Abstract

MEIOTIC studies on the human male during the past thirty years, notably those of Koller1 and Ford and Hamerton2, have shown that the X and Y chromosomes associate at meiotic prophase. Whether the chromosomes form a true chiasma or not has never been demonstrated convincingly. Because the position of the centromeres of the chromosomes cannot be identified with certainty in meiotic preparations, there has been much speculation as to whether it is the long or the short arms of the Y chromosome which associate with the X. Thus, Sasaki and Makino3 suggested that the X–Y chromosome association involved the short arms of the Y, and Hulten et al.4 suggested the long arms of the Y. The best cytological evidence has come from McIlree et al.5 on a male with a dicentric Y chromosome involving a presumptive deletion of the short arms.
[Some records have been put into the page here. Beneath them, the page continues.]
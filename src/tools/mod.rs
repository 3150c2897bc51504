//! Tools and their registry
//!
//! A tool is a named operation over a [`TilingConfig`] that reports its
//! outcome as a [`ToolResult`]. Tools are registered explicitly in a
//! [`ToolRegistry`] owned by the caller.

pub mod tool_traits;
pub mod tiling;
pub mod registry;
#[cfg(test)]
mod tests;

pub use tool_traits::Tool;
pub use tiling::TilingTool;
pub use registry::{ToolFactory, ToolRegistry};
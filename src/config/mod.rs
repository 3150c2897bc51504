//! Run configuration
//!
//! This module holds the tiling configuration, its TOML loader and the
//! output filename pattern engine.

mod tiling_config;
pub mod pattern;
#[cfg(test)]
mod tests;

pub use tiling_config::{
    parse_coordinates, Coordinate, TilingConfig, TilingConfigBuilder, DEFAULT_OUTPUT_DIR,
    DEFAULT_OUTPUT_PATTERN, FALLBACK_EXTENSION,
};
pub use pattern::{is_plain_filename, OutputPattern, Placeholder};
At diakinesis the dicentric Y chromosome did not associate with the X, and Jacobs therefore suggested that in normal circumstances the Y chromosome might have associated with the X by its short arms6. From phenotype–karyotype correlations, Ferguson-Smith7,8 deduced that part of the long arms of the Y chromosome was homologous with part of the short arms of the X, and that this region was involved in the X–Y association. From the appearance of the X–Y association at diakinesis in testicular biopsies from a population of normal males, we have tentatively concluded that the short arms of the Y chromosome are involved in associating with the X chromosome.